L’Albanais a toujours été une importante voie de communication. Dès l’époque romaine, les hommes ont reconnu dans cette dépression la liaison naturelle entre la cluse de Chambéry et celle d’Annecy : « Depuis Aix-les-Bains, en remontant le cours du Sierroz jusqu’à Grésy, puis celui de la Deisse jusqu’à Albens, l’accès était facile dans la vallée de l’Albanais, en pénéplaine jusqu’à Rumilly. »¹
Drainée par les deux versants du Chéran au nord et de la Deisse au sud, d’une altitude moyenne variant entre 340 et 600 mètres, la dépression de l’Albanais est limitée à l’est et à l’ouest par un ensemble de contreforts calcaires (Clergeon, Sapenay d’une part, Semnoz – Mont Revard d’autre part) dont les altitudes atteignent 1 000 à 1 500 mètres et qui constituent des belvédères remarqués.
Le cours du Chéran, passage difficile, lui sert de limite septentrionale et le lac du Bourget de limite méridionale.
Ainsi cernée, la vallée de l’Albanais est un espace orienté nord-sud, d’environ trente kilomètres de long et quinze de large.
LE RATTACHEMENT ET SES SUITES
En 1860, dans l’Albanais comme dans la Savoie toute entière, on manifeste massivement à la France en votant pour le rattachement.
Dans les quinze communes qui composent le mandement d’Albens, nombreuses sont celles qui choisissent la France à l’unanimité ; tel est le cas d’Albens, d’Ansigny, de Mognard, de Saint-Germain, de Saint-Girod et de Saint-Ours ; tous les inscrits se déplacent : leurs cœurs allaient bien vers où coulaient leurs rivières.
La province de Savoie se transforme en départements de Savoie et de Haute-Savoie.
Très vite pour l’Albanais, la question se pose de son appartenance aux deux départements. Où faire passer la limite administrative ?

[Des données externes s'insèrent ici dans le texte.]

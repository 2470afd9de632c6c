//! Preset catalog
//!
//! Static mapping from a resolution key to the transcoding parameters handed to
//! the engine. Every preset re-encodes; `original` only drops the scaling and
//! bitrate constraints.

use crate::error::JobError;
use serde::{Deserialize, Serialize};
use std::fmt;
use std::str::FromStr;

/// Key selecting a preset, as accepted at the upload boundary
#[derive(Debug, Clone, Copy, PartialEq, Eq, Hash, Serialize, Deserialize)]
pub enum PresetKey {
    #[serde(rename = "720p")]
    Hd720,
    #[serde(rename = "1080p")]
    FullHd1080,
    #[serde(rename = "original")]
    Original,
}

impl PresetKey {
    pub const ALL: [PresetKey; 3] = [PresetKey::Hd720, PresetKey::FullHd1080, PresetKey::Original];

    pub fn as_str(&self) -> &'static str {
        match self {
            PresetKey::Hd720 => "720p",
            PresetKey::FullHd1080 => "1080p",
            PresetKey::Original => "original",
        }
    }
}

impl Default for PresetKey {
    fn default() -> Self {
        Self::FullHd1080
    }
}

impl fmt::Display for PresetKey {
    fn fmt(&self, f: &mut fmt::Formatter<'_>) -> fmt::Result {
        f.write_str(self.as_str())
    }
}

impl FromStr for PresetKey {
    type Err = JobError;

    fn from_str(s: &str) -> Result<Self, Self::Err> {
        PresetKey::ALL
            .into_iter()
            .find(|key| key.as_str() == s)
            .ok_or_else(|| JobError::InvalidPreset(s.to_string()))
    }
}

/// Bounding box the output is scaled into, preserving aspect ratio and
/// orientation (never upscales)
#[derive(Debug, Clone, Copy, PartialEq, Eq)]
pub struct ScaleBox {
    pub max_width: u32,
    pub max_height: u32,
}

impl ScaleBox {
    /// ffmpeg `scale` filter expression for this box
    pub fn filter(&self) -> String {
        format!(
            "scale=min({w}\\,iw):min({h}\\,ih):force_original_aspect_ratio=decrease:force_divisible_by=2",
            w = self.max_width,
            h = self.max_height
        )
    }
}

/// Transcoding parameters for one preset
#[derive(Debug, Clone, PartialEq)]
pub struct Preset {
    pub key: PresetKey,
    /// None keeps the source resolution
    pub scale: Option<ScaleBox>,
    /// None leaves the video bitrate unconstrained (CRF only)
    pub video_bitrate_kbps: Option<u32>,
    pub audio_bitrate_kbps: u32,
    pub crf: u8,
    /// x264 speed/quality trade-off
    pub speed: &'static str,
    pub description: &'static str,
}

static HD_720: Preset = Preset {
    key: PresetKey::Hd720,
    scale: Some(ScaleBox {
        max_width: 1280,
        max_height: 720,
    }),
    video_bitrate_kbps: Some(2500),
    audio_bitrate_kbps: 128,
    crf: 23,
    speed: "medium",
    description: "HD 720p - optimized for social media (preserves orientation)",
};

static FULL_HD_1080: Preset = Preset {
    key: PresetKey::FullHd1080,
    scale: Some(ScaleBox {
        max_width: 1920,
        max_height: 1080,
    }),
    video_bitrate_kbps: Some(5000),
    audio_bitrate_kbps: 192,
    crf: 23,
    speed: "medium",
    description: "Full HD 1080p - high quality for reels (preserves orientation)",
};

static ORIGINAL: Preset = Preset {
    key: PresetKey::Original,
    scale: None,
    video_bitrate_kbps: None,
    audio_bitrate_kbps: 192,
    crf: 23,
    speed: "medium",
    description: "Original resolution - quality compression only (preserves orientation)",
};

impl Preset {
    pub fn for_key(key: PresetKey) -> &'static Preset {
        match key {
            PresetKey::Hd720 => &HD_720,
            PresetKey::FullHd1080 => &FULL_HD_1080,
            PresetKey::Original => &ORIGINAL,
        }
    }
}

Dans un premier temps, le canton d’Albens, composé de ses quinze communes, se trouvait incorporé à la Savoie. Mais très vite, la guerre, à son propos, fait rage entre les deux départements. Le préfet Petetin en attribue la raison à la « rivalité séculaire qui existe entre Annecy et Chambéry, celle-ci ville de loisirs, aristocratique et cléricale, l’autre active, industrielle et libérale », et la responsabilité aux « hommes d’affaires de Chambéry qui tenaient à réunir autour de leurs cabinets les plus forts éléments de clientèle et en voyaient d’importants dans le riche canton d’Albens ».
L’affaire va monter jusqu’au ministre de l’Intérieur et à l’empereur Napoléon III qui, par décret en date du 20 décembre 1860, va détacher les communes d’Alby, Chainaz, Cusy, les Frasses, Héry-sur-Alby, Saint-Félix du canton d’Albens pour les réunir au département de la Haute-Savoie et au nouveau canton d’Alby.

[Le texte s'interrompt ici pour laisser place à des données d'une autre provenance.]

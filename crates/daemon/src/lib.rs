//! vidsqueeze
//!
//! Video compression service: accepts uploads, transcodes them with ffmpeg
//! under a bounded number of concurrent jobs, and serves the results until they
//! are cleaned up or expire.

pub mod admission;
pub mod artifacts;
pub mod concurrency;
pub mod daemon;
pub mod encode;
pub mod error;
pub mod job_executor;
pub mod jobs;
pub mod metrics;
pub mod presets;
pub mod server;
pub mod startup;
pub mod store;
pub mod sweeper;

pub use vidsqueeze_config as config;
pub use vidsqueeze_config::Config;
pub use admission::{Admission, AdmissionController};
pub use concurrency::{derive_plan, ConcurrencyPlan};
pub use daemon::{Daemon, DaemonError};
pub use encode::{
    build_ffmpeg_command, EncodeError, EngineEvent, FfmpegEngine, TranscodeEngine,
    TranscodeRequest, TranscodeRun,
};
pub use error::{ErrorKind, JobError};
pub use job_executor::{Download, JobExecutor, FAILURE_SUMMARY};
pub use jobs::{Job, JobStatus, JobView, NewJob};
pub use metrics::{collect_system_metrics, HealthReport, SystemMetrics};
pub use presets::{Preset, PresetKey};
pub use server::{create_router, run_server, AppState, ServerError};
pub use startup::{parse_ffmpeg_version, run_startup_checks, StartupError};
pub use store::{JobStore, StatusCounts};
pub use sweeper::RetentionSweeper;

Cette solution ne faisait pas seulement passer la limite entre les deux départements plus au sud qu’avant, elle illustrait surtout la difficulté à partager un espace dont la vocation est d’être avant tout un trait d’union entre les deux composantes de la Savoie.
POPULATION DES VILLAGES EN 1912 {recensement de 1911) ALBENS : 1 559 habitants. ANSIGNY : 98 habitants. LA BIOLLE : 1 150 habitants. CESSENS : 562 habitants. EPERSY : 311 habitants. MOGNARD : 337 habitants. ST-GERMAIN : 516 habitants. ST-GIROD : 429 habitants. S-OURS : 417 habitants.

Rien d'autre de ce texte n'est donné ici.